▸ **Aim of the task**: Give the number of lines in the records below that include "linked", and nothing more.

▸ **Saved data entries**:

==================================================

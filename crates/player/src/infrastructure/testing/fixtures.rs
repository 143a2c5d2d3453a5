//! Story fixtures used across unit tests.

use serde_json::Value;
use storyloom_domain::{Story, StoryNode, StoryOption};

/// Two nodes: "A" (Start) leads to the winning ending "B" (End).
pub fn go_left_story() -> Story {
    Story::new(
        1,
        "Go Left",
        StoryNode::new("A", "Start").with_option(StoryOption::linked("Go left", "B")),
    )
    .with_node(StoryNode::ending("B", "End", true))
}

/// A → {B, C}; B → D. C is a losing ending, D a winning one.
pub fn crossroads_story() -> Story {
    Story::new(
        1,
        "Crossroads",
        StoryNode::new("A", "You stand at a crossroads.")
            .with_option(StoryOption::linked("Go left", "B"))
            .with_option(StoryOption::linked("Go right", "C")),
    )
    .with_node(
        StoryNode::new("B", "A narrow forest path.")
            .with_option(StoryOption::linked("Go deeper", "D")),
    )
    .with_node(StoryNode::ending("C", "The river sweeps you away.", false))
    .with_node(StoryNode::ending("D", "You find the treasure.", true))
}

pub fn crossroads_json() -> Value {
    serde_json::to_value(crossroads_story()).expect("fixture story serializes")
}

pub fn story_json(story: &Story) -> Value {
    serde_json::to_value(story).expect("fixture story serializes")
}
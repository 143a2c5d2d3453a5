//! Desktop presentation built on Dioxus.
//!
//! `routes` maps paths to views. `presentation` holds the views, the
//! components they are built from and the service context they read.

use dioxus::prelude::*;

pub mod presentation;
pub mod routes;

pub use routes::Route;

/// Stylesheet the desktop shell injects into the page head
pub const STYLE: &str = include_str!("../../assets/css/storyloom.css");

pub fn app() -> Element {
    rsx! {
        AppRoot {}
    }
}

#[component]
fn AppRoot() -> Element {
    rsx! {
        div {
            class: "app-shell",
            Router::<Route> {}
        }
    }
}
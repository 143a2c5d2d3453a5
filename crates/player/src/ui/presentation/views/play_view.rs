//! Play view: read a node, pick a choice, reach an ending

use dioxus::prelude::*;
use storyloom_domain::{NodeId, Outcome, StoryId};

use crate::application::PlaySession;
use crate::ui::presentation::components::choice_list::{choice_items, ChoiceItem, ChoiceList};
use crate::ui::presentation::components::common::{BackToStories, ErrorBanner, LoadingMessage};
use crate::ui::presentation::services::use_story_service;
use crate::ui::presentation::utils::{outcome_banner, story_header};
use crate::ui::routes::Route;

/// Everything the play view shows for one session state.
#[derive(Debug, Clone, PartialEq)]
pub struct PlayScreen {
    pub header: String,
    pub content: String,
    pub choices: Vec<ChoiceItem>,
    /// Heading, message and whether the ending is a win
    pub ending: Option<(&'static str, &'static str, bool)>,
    pub path: Vec<NodeId>,
    pub can_go_back: bool,
}

impl PlayScreen {
    pub fn from_session(session: &PlaySession) -> Self {
        let ending = session.outcome().map(|outcome| {
            let (heading, message) = outcome_banner(outcome);
            (heading, message, outcome == Outcome::Win)
        });
        Self {
            header: story_header(session.document()),
            content: session.current_node().content.clone(),
            choices: choice_items(session),
            ending,
            path: session.path().to_vec(),
            can_go_back: session.can_go_back(),
        }
    }
}

#[component]
pub fn PlayView(story_id: String) -> Element {
    let story_service = use_story_service();

    let mut session: Signal<Option<PlaySession>> = use_signal(|| None);
    let mut is_loading = use_signal(|| true);
    let mut error: Signal<Option<String>> = use_signal(|| None);

    let svc = story_service.clone();
    let id = StoryId::from(story_id.clone());
    use_effect(move || {
        let svc = svc.clone();
        let id = id.clone();
        spawn(async move {
            match svc.get_story(&id).await {
                Ok(story) => session.set(Some(PlaySession::start(story))),
                Err(e) => {
                    tracing::warn!(story_id = %id, error = %e, "Failed to load story for play");
                    error.set(Some(format!("Could not load story #{id}: {e}")));
                }
            }
            is_loading.set(false);
        });
    });

    let on_choose = move |index: usize| {
        let mut guard = session.write();
        if let Some(play) = guard.as_mut() {
            if let Err(e) = play.choose_option(index) {
                error.set(Some(format!("That choice leads nowhere: {e}")));
            }
        }
    };

    let screen = session.read().as_ref().map(PlayScreen::from_session);

    rsx! {
        div {
            class: "page",
            div {
                class: "page-header",
                BackToStories {}
                if let Some(screen) = screen.as_ref() {
                    h1 { "{screen.header}" }
                }
                Link {
                    class: "btn",
                    to: Route::EditorRoute { story_id: story_id.clone() },
                    "Edit"
                }
            }

            if let Some(message) = error.read().clone() {
                ErrorBanner {
                    message,
                    on_dismiss: move |_| error.set(None),
                }
            }

            if *is_loading.read() {
                LoadingMessage { label: "Loading story...".to_string() }
            } else if let Some(screen) = screen.as_ref() {
                div {
                    class: "breadcrumb",
                    for (i, node_id) in screen.path.iter().enumerate() {
                        span {
                            key: "{i}",
                            if i > 0 {
                                span { class: "muted", " > " }
                            }
                            button {
                                class: "btn btn-link",
                                onclick: {
                                    let node_id = node_id.clone();
                                    move |_| {
                                        if let Some(play) = session.write().as_mut() {
                                            if let Err(e) = play.jump_to(&node_id) {
                                                error.set(Some(e.to_string()));
                                            }
                                        }
                                    }
                                },
                                "{node_id}"
                            }
                        }
                    }
                }

                div { class: "panel node-content", "{screen.content}" }

                if let Some((heading, message, win)) = screen.ending {
                    div {
                        class: if win { "outcome outcome-win" } else { "outcome outcome-loss" },
                        h2 { "{heading}" }
                        p { "{message}" }
                    }
                } else {
                    ChoiceList {
                        choices: screen.choices.clone(),
                        on_choose: on_choose,
                    }
                }

                div {
                    class: "columns",
                    button {
                        class: "btn",
                        disabled: !screen.can_go_back,
                        onclick: move |_| {
                            if let Some(play) = session.write().as_mut() {
                                play.back();
                            }
                        },
                        "Back"
                    }
                    button {
                        class: "btn",
                        onclick: move |_| {
                            if let Some(play) = session.write().as_mut() {
                                play.restart();
                            }
                            error.set(None);
                        },
                        "Restart"
                    }
                }
            }
        }
    }
}
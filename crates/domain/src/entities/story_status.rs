use std::fmt;

use serde::{Deserialize, Serialize};

/// Lifecycle status of a story document, as reported by the server.
#[derive(Debug, Clone, Copy, PartialEq, Eq, Hash, Default, Serialize, Deserialize)]
#[serde(rename_all = "snake_case")]
pub enum StoryStatus {
    #[default]
    Draft,
    Completed,
    Failed,
    /// Unknown status for forward compatibility
    #[serde(other)]
    Unknown,
}

impl StoryStatus {
    pub fn as_str(&self) -> &'static str {
        match self {
            Self::Draft => "draft",
            Self::Completed => "completed",
            Self::Failed => "failed",
            Self::Unknown => "unknown",
        }
    }
}

impl fmt::Display for StoryStatus {
    fn fmt(&self, f: &mut fmt::Formatter<'_>) -> fmt::Result {
        f.write_str(self.as_str())
    }
}
//! Paths of the story API, relative to the configured base URL.

use storyloom_domain::{JobId, NodeId, StoryId};

/// `GET` lists stories. The trailing slash is part of the route.
pub const STORIES: &str = "/stories/";

/// `POST` starts a generation job.
pub const CREATE_STORY: &str = "/stories/create";

/// `GET`, `PUT` or `DELETE` a single story.
pub fn story(story_id: &StoryId) -> String {
    format!("/stories/{story_id}")
}

/// `POST` creates a node in a story.
pub fn story_nodes(story_id: &StoryId) -> String {
    format!("/stories/{story_id}/nodes")
}

/// `PUT` or `DELETE` a node.
pub fn story_node(story_id: &StoryId, node_id: &NodeId) -> String {
    format!("/stories/{story_id}/nodes/{node_id}")
}

/// `GET` polls a generation job.
pub fn job(job_id: &JobId) -> String {
    format!("/jobs/{job_id}")
}
//! Storyloom Shared - wire contract for the story HTTP API
//!
//! This crate contains the request bodies, response shapes and route paths
//! of the story API.
//!
//! No business logic lives here: only data types and their serialization.

pub mod requests;
pub mod responses;
pub mod routes;

pub use requests::{CreateNodeRequest, CreateStoryRequest, UpdateNodeRequest, UpdateStoryRequest};
pub use responses::{
    CreatedNodeResponse, JobStatus, StoryJobResponse, StoryListItem, StoryListResponse,
    UpdatedStoryResponse,
};
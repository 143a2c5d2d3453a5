//! Formatting helpers shared by the desktop views and the terminal front end.

use storyloom_domain::{NodeId, Outcome, Story, StoryNode, TreeEntry, TreeRow};
use storyloom_shared::{StoryJobResponse, StoryListItem};

/// First line of a node's content, cut to `max` characters.
pub fn snippet(content: &str, max: usize) -> String {
    let line = content.lines().next().unwrap_or("").trim();
    if line.chars().count() <= max {
        return line.to_string();
    }
    let cut: String = line.chars().take(max.saturating_sub(3)).collect();
    format!("{}...", cut.trim_end())
}

/// `A > B > D`, using node ids.
pub fn breadcrumb(ids: &[NodeId]) -> String {
    ids.iter()
        .map(NodeId::as_str)
        .collect::<Vec<_>>()
        .join(" > ")
}

pub fn story_header(story: &Story) -> String {
    format!("{} (#{}, {})", story.title(), story.id(), story.status())
}

/// `ending, win`, `ending` or nothing.
pub fn ending_badge(node: &StoryNode) -> Option<&'static str> {
    match (node.is_ending, node.is_winning_ending) {
        (true, true) => Some("ending, win"),
        (true, false) => Some("ending"),
        _ => None,
    }
}

/// Heading and message for an ending.
pub fn outcome_banner(outcome: Outcome) -> (&'static str, &'static str) {
    match outcome {
        Outcome::Win => ("Congratulations!", "You reached a winning ending."),
        Outcome::Loss => ("The End", "Your adventure has ended."),
    }
}

/// Last change of a listed story, `-` when the server sent no timestamps.
pub fn last_updated(item: &StoryListItem) -> String {
    item.updated_at
        .or(item.created_at)
        .map(|at| at.format("%Y-%m-%d %H:%M").to_string())
        .unwrap_or_else(|| "-".to_string())
}

/// One line describing a generation job.
pub fn job_summary(job: &StoryJobResponse) -> String {
    let mut line = format!("Job {}: {}", job.job_id, job.status.as_str());
    if let Some(story_id) = &job.story_id {
        line.push_str(&format!(" (story #{story_id})"));
    }
    if let Some(error) = &job.error {
        line.push_str(&format!(" - {error}"));
    }
    line
}

/// Nodes of the story that no row of its rendered tree shows, sorted.
pub fn unreachable_nodes(story: &Story, tree: &[TreeRow]) -> Vec<NodeId> {
    let mut ids: Vec<NodeId> = story
        .nodes()
        .map(|node| node.id.clone())
        .filter(|id| {
            !tree
                .iter()
                .any(|row| matches!(&row.entry, TreeEntry::Node(seen) if seen == id))
        })
        .collect();
    ids.sort();
    ids
}
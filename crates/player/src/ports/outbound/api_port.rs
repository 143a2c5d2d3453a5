//! Errors at the HTTP boundary.

use thiserror::Error;

/// Failure of a single request against the story API.
#[derive(Debug, Clone, PartialEq, Eq, Error)]
pub enum ApiError {
    /// The request could not complete (connection refused, timeout, ...)
    #[error("Request failed: {0}")]
    Network(String),

    /// Non-2xx response; `body` is the server's text, verbatim
    #[error("HTTP error {status}: {body}")]
    Http { status: u16, body: String },

    /// Response body was not the expected JSON
    #[error("Failed to parse response: {0}")]
    Parse(String),

    /// Request body could not be encoded
    #[error("Failed to serialize request: {0}")]
    Serialize(String),
}

impl ApiError {
    pub fn http(status: u16, body: impl Into<String>) -> Self {
        Self::Http {
            status,
            body: body.into(),
        }
    }

    /// HTTP status, if the server answered at all.
    pub fn status(&self) -> Option<u16> {
        match self {
            Self::Http { status, .. } => Some(*status),
            _ => None,
        }
    }

    pub fn is_not_found(&self) -> bool {
        self.status() == Some(404)
    }

    /// Network failures and server-side errors may succeed on a manual retry.
    pub fn is_retryable(&self) -> bool {
        match self {
            Self::Network(_) => true,
            Self::Http { status, .. } => *status >= 500,
            Self::Parse(_) | Self::Serialize(_) => false,
        }
    }
}
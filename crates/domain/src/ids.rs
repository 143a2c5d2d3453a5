use std::cmp::Ordering;
use std::fmt;

use serde::de::{self, Visitor};
use serde::{Deserialize, Deserializer, Serialize, Serializer};

/// Server-assigned identifiers are opaque to the client.
///
/// The story API issues integer ids, and JSON object keys carry those same
/// ids as strings, so every id accepts either shape on input. Purely numeric
/// ids are written back as JSON numbers; anything else is written as a string.
macro_rules! define_id {
    ($(#[$meta:meta])* $name:ident) => {
        $(#[$meta])*
        #[derive(Debug, Clone, PartialEq, Eq, Hash)]
        pub struct $name(String);

        impl $name {
            pub fn new(value: impl Into<String>) -> Self {
                Self(value.into())
            }

            pub fn as_str(&self) -> &str {
                &self.0
            }

            /// Returns the id as an integer when it is purely numeric.
            pub fn as_number(&self) -> Option<i64> {
                numeric(&self.0)
            }
        }

        impl fmt::Display for $name {
            fn fmt(&self, f: &mut fmt::Formatter<'_>) -> fmt::Result {
                write!(f, "{}", self.0)
            }
        }

        impl From<&str> for $name {
            fn from(value: &str) -> Self {
                Self(value.to_string())
            }
        }

        impl From<String> for $name {
            fn from(value: String) -> Self {
                Self(value)
            }
        }

        impl From<i64> for $name {
            fn from(value: i64) -> Self {
                Self(value.to_string())
            }
        }

        impl From<i32> for $name {
            fn from(value: i32) -> Self {
                Self(value.to_string())
            }
        }

        impl PartialOrd for $name {
            fn partial_cmp(&self, other: &Self) -> Option<Ordering> {
                Some(self.cmp(other))
            }
        }

        /// Numeric ids sort numerically and ahead of non-numeric ones.
        impl Ord for $name {
            fn cmp(&self, other: &Self) -> Ordering {
                compare_ids(&self.0, &other.0)
            }
        }

        impl Serialize for $name {
            fn serialize<S: Serializer>(&self, serializer: S) -> Result<S::Ok, S::Error> {
                match numeric(&self.0) {
                    Some(n) => serializer.serialize_i64(n),
                    None => serializer.serialize_str(&self.0),
                }
            }
        }

        impl<'de> Deserialize<'de> for $name {
            fn deserialize<D: Deserializer<'de>>(deserializer: D) -> Result<Self, D::Error> {
                deserializer.deserialize_any(IdVisitor).map(Self)
            }
        }
    };
}

/// Parses `raw` as an integer only if it prints back identically, so "007"
/// stays a string and keeps its leading zeros.
fn numeric(raw: &str) -> Option<i64> {
    raw.parse::<i64>().ok().filter(|n| n.to_string() == raw)
}

fn compare_ids(a: &str, b: &str) -> Ordering {
    match (numeric(a), numeric(b)) {
        (Some(x), Some(y)) => x.cmp(&y),
        (Some(_), None) => Ordering::Less,
        (None, Some(_)) => Ordering::Greater,
        (None, None) => a.cmp(b),
    }
}

struct IdVisitor;

impl<'de> Visitor<'de> for IdVisitor {
    type Value = String;

    fn expecting(&self, f: &mut fmt::Formatter<'_>) -> fmt::Result {
        f.write_str("a string or integer identifier")
    }

    fn visit_str<E: de::Error>(self, v: &str) -> Result<Self::Value, E> {
        Ok(v.to_string())
    }

    fn visit_string<E: de::Error>(self, v: String) -> Result<Self::Value, E> {
        Ok(v)
    }

    fn visit_i64<E: de::Error>(self, v: i64) -> Result<Self::Value, E> {
        Ok(v.to_string())
    }

    fn visit_u64<E: de::Error>(self, v: u64) -> Result<Self::Value, E> {
        Ok(v.to_string())
    }
}

define_id!(
    /// Identifier of a story document.
    StoryId
);
define_id!(
    /// Identifier of a node, unique within its story.
    NodeId
);
define_id!(
    /// Identifier of a story generation job.
    JobId
);

#[cfg(test)]
mod tests {
    use std::collections::HashMap;

    use super::*;

    #[test]
    fn accepts_numbers_and_strings() {
        let a: NodeId = serde_json::from_str("12").unwrap();
        let b: NodeId = serde_json::from_str("\"12\"").unwrap();
        let c: NodeId = serde_json::from_str("\"intro\"").unwrap();

        assert_eq!(a, b);
        assert_eq!(a.as_number(), Some(12));
        assert_eq!(c.as_str(), "intro");
        assert_eq!(c.as_number(), None);
    }

    #[test]
    fn numeric_ids_serialize_as_numbers() {
        assert_eq!(serde_json::to_string(&NodeId::from(5)).unwrap(), "5");
        assert_eq!(serde_json::to_string(&NodeId::from("B")).unwrap(), "\"B\"");
        assert_eq!(serde_json::to_string(&NodeId::from("007")).unwrap(), "\"007\"");
    }

    #[test]
    fn ids_work_as_json_object_keys() {
        let map: HashMap<NodeId, u8> = serde_json::from_str(r#"{"1": 1, "B": 2}"#).unwrap();
        assert_eq!(map.get(&NodeId::from(1)), Some(&1));
        assert_eq!(map.get(&NodeId::from("B")), Some(&2));
    }

    #[test]
    fn ordering_is_numeric_first() {
        let mut ids = vec![
            NodeId::from("b"),
            NodeId::from(10),
            NodeId::from("a"),
            NodeId::from(2),
        ];
        ids.sort();
        let rendered: Vec<&str> = ids.iter().map(NodeId::as_str).collect();
        assert_eq!(rendered, vec!["2", "10", "a", "b"]);
    }
}
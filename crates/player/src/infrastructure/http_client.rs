//! HTTP adapter for the story API (reqwest)

use async_trait::async_trait;
use reqwest::header::{ACCEPT, CONTENT_TYPE};
use reqwest::{Client, RequestBuilder};
use serde_json::Value;

use crate::config::ClientConfig;
use crate::ports::outbound::{ApiError, RawApiPort};

/// `RawApiPort` implementation over a shared `reqwest::Client`
#[derive(Clone)]
pub struct ApiAdapter {
    client: Client,
    base_url: String,
}

impl ApiAdapter {
    pub fn new(config: &ClientConfig) -> Self {
        let client = Client::builder()
            .timeout(config.request_timeout)
            .build()
            .unwrap_or_else(|_| Client::new());

        Self {
            client,
            base_url: config.api_base_url.as_str().trim_end_matches('/').to_string(),
        }
    }

    pub fn base_url(&self) -> &str {
        &self.base_url
    }

    fn url(&self, path: &str) -> String {
        join_url(&self.base_url, path)
    }

    async fn send(&self, method: &'static str, path: &str, request: RequestBuilder) -> Result<Value, ApiError> {
        tracing::debug!(method, path, "Story API request");

        let response = request
            .header(ACCEPT, "application/json")
            .send()
            .await
            .map_err(|e| {
                tracing::warn!(method, path, error = %e, "Story API request failed");
                ApiError::Network(e.to_string())
            })?;

        let status = response.status();
        let text = response
            .text()
            .await
            .map_err(|e| ApiError::Network(e.to_string()))?;

        if !status.is_success() {
            tracing::warn!(method, path, status = status.as_u16(), "Story API returned an error");
            return Err(ApiError::Http {
                status: status.as_u16(),
                body: text,
            });
        }

        parse_body(&text)
    }
}

#[async_trait]
impl RawApiPort for ApiAdapter {
    async fn get_json(&self, path: &str) -> Result<Value, ApiError> {
        let request = self
            .client
            .get(self.url(path))
            .header(CONTENT_TYPE, "application/json");
        self.send("GET", path, request).await
    }

    async fn post_json(&self, path: &str, body: &Value) -> Result<Value, ApiError> {
        let request = self.client.post(self.url(path)).json(body);
        self.send("POST", path, request).await
    }

    async fn put_json(&self, path: &str, body: &Value) -> Result<Value, ApiError> {
        let request = self.client.put(self.url(path)).json(body);
        self.send("PUT", path, request).await
    }

    async fn delete(&self, path: &str) -> Result<(), ApiError> {
        let request = self
            .client
            .delete(self.url(path))
            .header(CONTENT_TYPE, "application/json");
        self.send("DELETE", path, request).await.map(|_| ())
    }
}

fn join_url(base_url: &str, path: &str) -> String {
    format!(
        "{}/{}",
        base_url.trim_end_matches('/'),
        path.trim_start_matches('/')
    )
}

/// Empty bodies (plain acknowledgements) become `Value::Null`.
fn parse_body(text: &str) -> Result<Value, ApiError> {
    if text.trim().is_empty() {
        return Ok(Value::Null);
    }
    serde_json::from_str(text).map_err(|e| ApiError::Parse(e.to_string()))
}
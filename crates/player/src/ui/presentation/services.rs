//! Service context for the views
//!
//! The composition root provides one [`Services`] bundle through Dioxus
//! context. Views reach the story API only through it, never through an
//! adapter type.

use dioxus::prelude::*;

use crate::application::StoryService;
use crate::config::ClientConfig;

#[derive(Clone)]
pub struct Services {
    pub story: StoryService,
    pub config: ClientConfig,
}

impl Services {
    pub fn new(story: StoryService, config: ClientConfig) -> Self {
        Self { story, config }
    }
}

/// Hook to access the StoryService from context
pub fn use_story_service() -> StoryService {
    use_context::<Services>().story
}

/// Hook to access the client configuration from context
pub fn use_client_config() -> ClientConfig {
    use_context::<Services>().config
}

==================================================

▸ **Task output**: 4